Gipps Brewing Co. v. City of Virginia, 32 Ill. App. 518 (1890)

Feb. 14, 1890 · Illinois Appellate Court
32 Ill. App. 518

Gipps Brewing Company et al. v. City of Virginia.

Municipal Corporations—Ordinance— Violation—Penalty—Recovery of —Intoxicating Liquors—Service—Default—Motion to set Aside—Sec. 5, Practice Act—Pleading.

1. In an action of debt for the recovery of penalties for divers violations of an ordinance touching the sale of intoxicating liquors, this court holds as erroneous the assessment of attorney’s fees in a certain sum upon each conviction, as costs.

2. A failure to allege in the declaration the existence of a provision warranting such assessment in an ordinance, will prevent the recovery thereof.

[Opinion filed February 14, 1890.]

Appeal from the Circuit Court of Cass County; the Hon.
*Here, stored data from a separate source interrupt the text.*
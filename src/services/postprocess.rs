//! Result post-processing: catalog filters, identity, resource rewrite, tags.

use tracing::info;

use crate::models::finding::RawFinding;
use crate::services::catalog::SettingCatalog;
use crate::services::fingerprint;

/// Apply the catalog filters and finalize each surviving finding.
///
/// Filters run in order — plugin ignored, resource skip, message skip — and
/// short-circuit on the first match. The deterministic id is computed on the
/// resource value the inspector reported; the `"N/A"` rewrite happens after,
/// so identity is stable even when presentation changes.
pub fn process(catalog: &SettingCatalog, findings: Vec<RawFinding>) -> Vec<RawFinding> {
    findings
        .into_iter()
        .filter_map(|mut finding| {
            let plugin_key = finding.plugin_key();
            if catalog.is_ignored(&plugin_key) {
                info!(plugin = %plugin_key, resource = %finding.resource, "dropping finding: plugin ignored");
                return None;
            }
            if catalog.matches_skip_resource(&plugin_key, &finding.resource) {
                info!(plugin = %plugin_key, resource = %finding.resource, "dropping finding: resource skip pattern");
                return None;
            }
            if catalog.matches_skip_message(
                &plugin_key,
                &[finding.message.as_str(), finding.description.as_str()],
            ) {
                info!(plugin = %plugin_key, resource = %finding.resource, "dropping finding: message skip pattern");
                return None;
            }

            finding.data_source_id = fingerprint::data_source_id(
                &finding.category,
                &finding.plugin,
                &finding.description,
                &finding.region,
                &finding.resource,
            );
            if finding.resource.eq_ignore_ascii_case("N/A") {
                finding.resource = "Unknown".to_string();
            }
            finding.tags = catalog.tags(&plugin_key).to_vec();
            Some(finding)
        })
        .collect()
}
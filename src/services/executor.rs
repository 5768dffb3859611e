//! Single-plugin inspector execution.
//!
//! One invocation of the external inspector runs exactly one plugin and
//! writes its findings as JSON to a per-scan output file. The child is
//! spawned with `kill_on_drop`, so dropping the in-flight future (per-plugin
//! deadline, scan-wide cancellation, panic unwind) kills the process.

use std::path::{Path, PathBuf};
use std::process::Stdio;
use std::time::Duration;

use tokio::process::Command;
use tracing::debug;

use crate::errors::ScanError;
use crate::models::finding::RawFinding;

/// Bound on stderr carried in errors and success-path debug logs.
const STDERR_TAIL_BYTES: usize = 2048;

/// Runs the inspector binary for one plugin at a time.
#[derive(Debug, Clone)]
pub struct PluginExecutor {
    command: String,
    work_dir: PathBuf,
    max_mem_mb: u64,
    credentials: Option<(String, String)>,
}

/// Deletes the plugin output file on all exit paths.
struct OutputGuard {
    path: PathBuf,
}

impl Drop for OutputGuard {
    fn drop(&mut self) {
        let _ = std::fs::remove_file(&self.path);
    }
}

impl PluginExecutor {
    pub fn new(command: impl Into<String>, work_dir: impl Into<PathBuf>, max_mem_mb: u64) -> Self {
        Self {
            command: command.into(),
            work_dir: work_dir.into(),
            max_mem_mb,
            credentials: None,
        }
    }

    /// Service-account credentials passed to the inspector through its
    /// environment.
    pub fn with_credentials(
        mut self,
        email: impl Into<String>,
        private_key: impl Into<String>,
    ) -> Self {
        self.credentials = Some((email.into(), private_key.into()));
        self
    }

    /// The output path is a pure function of the scan identity.
    pub fn output_path(
        &self,
        project_id: &str,
        category: &str,
        plugin: &str,
        nonce: &str,
    ) -> PathBuf {
        self.work_dir
            .join(format!("{project_id}_{category}_{plugin}_{nonce}.json"))
    }

    /// Run one plugin and return its findings.
    ///
    /// The inspector's own order within the batch is preserved. An empty
    /// output file is an empty batch, not an error. The child is killed and
    /// `ScanError::Timeout` returned when the deadline elapses first.
    pub async fn run(
        &self,
        project_id: &str,
        category: &str,
        plugin: &str,
        config_path: &Path,
        nonce: &str,
        deadline: Duration,
    ) -> Result<Vec<RawFinding>, ScanError> {
        let output_path = self.output_path(project_id, category, plugin, nonce);
        if output_path.exists() {
            return Err(ScanError::Conflict(output_path));
        }
        let _guard = OutputGuard {
            path: output_path.clone(),
        };

        let mut command = Command::new(&self.command);
        command
            .arg("--config")
            .arg(config_path)
            .arg("--console")
            .arg("none")
            .arg("--plugin")
            .arg(plugin)
            .arg("--json")
            .arg(&output_path)
            .stdin(Stdio::null())
            .stdout(Stdio::null())
            .stderr(Stdio::piped())
            .kill_on_drop(true);

        // Memory cap and credentials go on the child's environment only;
        // the worker process environment is never mutated.
        if self.max_mem_mb > 0 {
            command.env(
                "NODE_OPTIONS",
                format!("--max-old-space-size={}", self.max_mem_mb),
            );
        }
        if let Some((email, private_key)) = &self.credentials {
            command.env("GOOGLE_SERVICE_ACCOUNT_EMAIL", email);
            command.env("GOOGLE_SERVICE_ACCOUNT_PRIVATE_KEY", private_key);
        }

        let child = command.spawn()?;
        let output = match tokio::time::timeout(deadline, child.wait_with_output()).await {
            Ok(output) => output?,
            Err(_) => {
                // The timed-out wait future is dropped, which kills the child.
                return Err(ScanError::Timeout {
                    plugin: format!("{category}/{plugin}"),
                    seconds: deadline.as_secs(),
                });
            }
        };

        let stderr = String::from_utf8_lossy(&output.stderr);
        if !output.status.success() {
            return Err(ScanError::Inspector {
                exit_code: output.status.code(),
                stderr: tail(&stderr, STDERR_TAIL_BYTES).to_string(),
            });
        }
        if !stderr.is_empty() {
            debug!(
                category,
                plugin,
                stderr = tail(&stderr, STDERR_TAIL_BYTES),
                "inspector stderr"
            );
        }

        let raw = match tokio::fs::read_to_string(&output_path).await {
            Ok(raw) => raw,
            Err(e) if e.kind() == std::io::ErrorKind::NotFound => String::new(),
            Err(e) => return Err(e.into()),
        };
        if raw.trim().is_empty() {
            return Ok(Vec::new());
        }
        serde_json::from_str(&raw).map_err(|e| ScanError::Parse {
            output_len: raw.len(),
            message: e.to_string(),
        })
    }
}

fn tail(text: &str, max: usize) -> &str {
    if text.len() <= max {
        return text;
    }
    let mut start = text.len() - max;
    while !text.is_char_boundary(start) {
        start += 1;
    }
    &text[start..]
}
Cyrus Epler, Judge, presiding.

Mr. A. A. Leeper, for appellants.

Mr. R. W. Mills, for appellee.

Wall, J.

This was an action of debt by the city of Virginia against the appellant companies to recover a penalty of not less than 8100 and not more than 8200 for each of sundry alleged violations of an ordinance of the city in regard to the sale of liquors.

*519A default was taken, and the court assessing the damages found defendants guilty of twelve violations, and imposing a fine of $100 for each violation, rendered judgment for $1,200 and for costs, “including the sum of $5 attorney’s fees on each of said convictions, amounting in the aggregate to $60.” The item of $60 is erroneous. The law makes no provision for such costs. The court might have assessed the penalty at any figure within the limit fixed by the ordinance alleged in the declaration, but it had no power to assess attorney’s fees asl costs. Counsel suggest the ordinance so provided, but assuming the city had power to incorporate such a provision in its ordinance, it is not so alleged in the declaration. Hence upon the record as it now appears, there is fatal error.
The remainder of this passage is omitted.